Lines containing the word "await" are to be copied from the data below.

****************************************

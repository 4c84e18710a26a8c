//! Statistics and reporting tools.

use schemars::JsonSchema;
use serde::Deserialize;
use serde_json::Value;
use youtrack_api::YouTrackClient;

use super::parse_params;
use crate::types::ToolOutcome;

#[derive(Debug, Deserialize, JsonSchema)]
#[serde(rename_all = "camelCase")]
pub struct GetProjectStatisticsParams {
  /// Project ID or short name.
  pub project_id: String,
}

#[derive(Debug, Deserialize, JsonSchema)]
#[serde(rename_all = "camelCase")]
pub struct GenerateReportParams {
  /// Report type (e.g., "timeTracking", "issueDistribution").
  pub report_type: String,
  /// Report-specific parameters, forwarded untouched.
  pub parameters: Option<Value>,
}

pub async fn get_project_statistics(client: &YouTrackClient, args: Value) -> ToolOutcome {
  let params: GetProjectStatisticsParams = match parse_params(args) {
    Ok(p) => p,
    Err(outcome) => return outcome,
  };

  match client.project_statistics(&params.project_id).await {
    Ok(statistics) => ToolOutcome::ok(
      statistics,
      format!("Retrieved statistics for project {}", params.project_id),
    ),
    Err(e) => ToolOutcome::fail(e.to_string()),
  }
}

pub async fn generate_report(client: &YouTrackClient, args: Value) -> ToolOutcome {
  let params: GenerateReportParams = match parse_params(args) {
    Ok(p) => p,
    Err(outcome) => return outcome,
  };

  let report_params = params.parameters.unwrap_or_else(|| serde_json::json!({}));
  match client.generate_report(&params.report_type, &report_params).await {
    Ok(report) => ToolOutcome::ok(report, format!("Generated report of type {}", params.report_type)),
    Err(e) => ToolOutcome::fail(e.to_string()),
  }
}

#[cfg(test)]
mod tests {
  use serde_json::json;
  use wiremock::matchers::{body_json, method, path};
  use wiremock::{Mock, MockServer, ResponseTemplate};

  use super::*;
  use crate::tools::test_support::test_client;

  #[tokio::test]
  async fn test_get_project_statistics() {
    let mock_server = MockServer::start().await;

    Mock::given(method("GET"))
      .and(path("/api/admin/projects/DEMO/statistics"))
      .respond_with(ResponseTemplate::new(200).set_body_json(json!({"issues": 42})))
      .mount(&mock_server)
      .await;

    let client = test_client(&mock_server);
    let outcome = get_project_statistics(&client, json!({"projectId": "DEMO"})).await;

    assert!(outcome.success);
    assert_eq!(outcome.message.as_deref(), Some("Retrieved statistics for project DEMO"));
  }

  #[tokio::test]
  async fn test_generate_report_forwards_parameters() {
    let mock_server = MockServer::start().await;

    Mock::given(method("POST"))
      .and(path("/api/reports/timeTracking"))
      .and(body_json(json!({"project": "DEMO"})))
      .respond_with(ResponseTemplate::new(200).set_body_json(json!({"id": "11-1"})))
      .mount(&mock_server)
      .await;

    let client = test_client(&mock_server);
    let outcome = generate_report(
      &client,
      json!({"reportType": "timeTracking", "parameters": {"project": "DEMO"}}),
    )
    .await;

    assert!(outcome.success);
    assert_eq!(outcome.message.as_deref(), Some("Generated report of type timeTracking"));
  }
}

****************************************

TASK ANSWER:
  match client.project_statistics(&params.project_id).await {
  match client.generate_report(&params.report_type, &report_params).await {
    let mock_server = MockServer::start().await;
      .await;
    let outcome = get_project_statistics(&client, json!({"projectId": "DEMO"})).await;
    let mock_server = MockServer::start().await;
      .await;
    .await;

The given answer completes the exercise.